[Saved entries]
use sea_orm::entity::prelude::*;

/// 首页轮播图
#[derive(Clone, Debug, PartialEq, DeriveEntityModel, Eq)]
#[sea_orm(table_name = "banners")]
pub struct Model {
    #[sea_orm(primary_key)]
    pub id: i64,
    pub name_en: String,
    pub name_hu: String,
    /// 图片路径
    pub image: String,
    /// 排序（越小越靠前，NULL 排最后）
    pub queue: Option<i32>,
}

#[derive(Copy, Clone, Debug, EnumIter, DeriveRelation)]
pub enum Relation {}

impl ActiveModelBehavior for ActiveModel {}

* _Exercise brief_
Among the lines above, find those carrying the word "String" and copy them out.

* _Reply to the task_
    pub name_en: String,
    pub name_hu: String,
    pub image: String,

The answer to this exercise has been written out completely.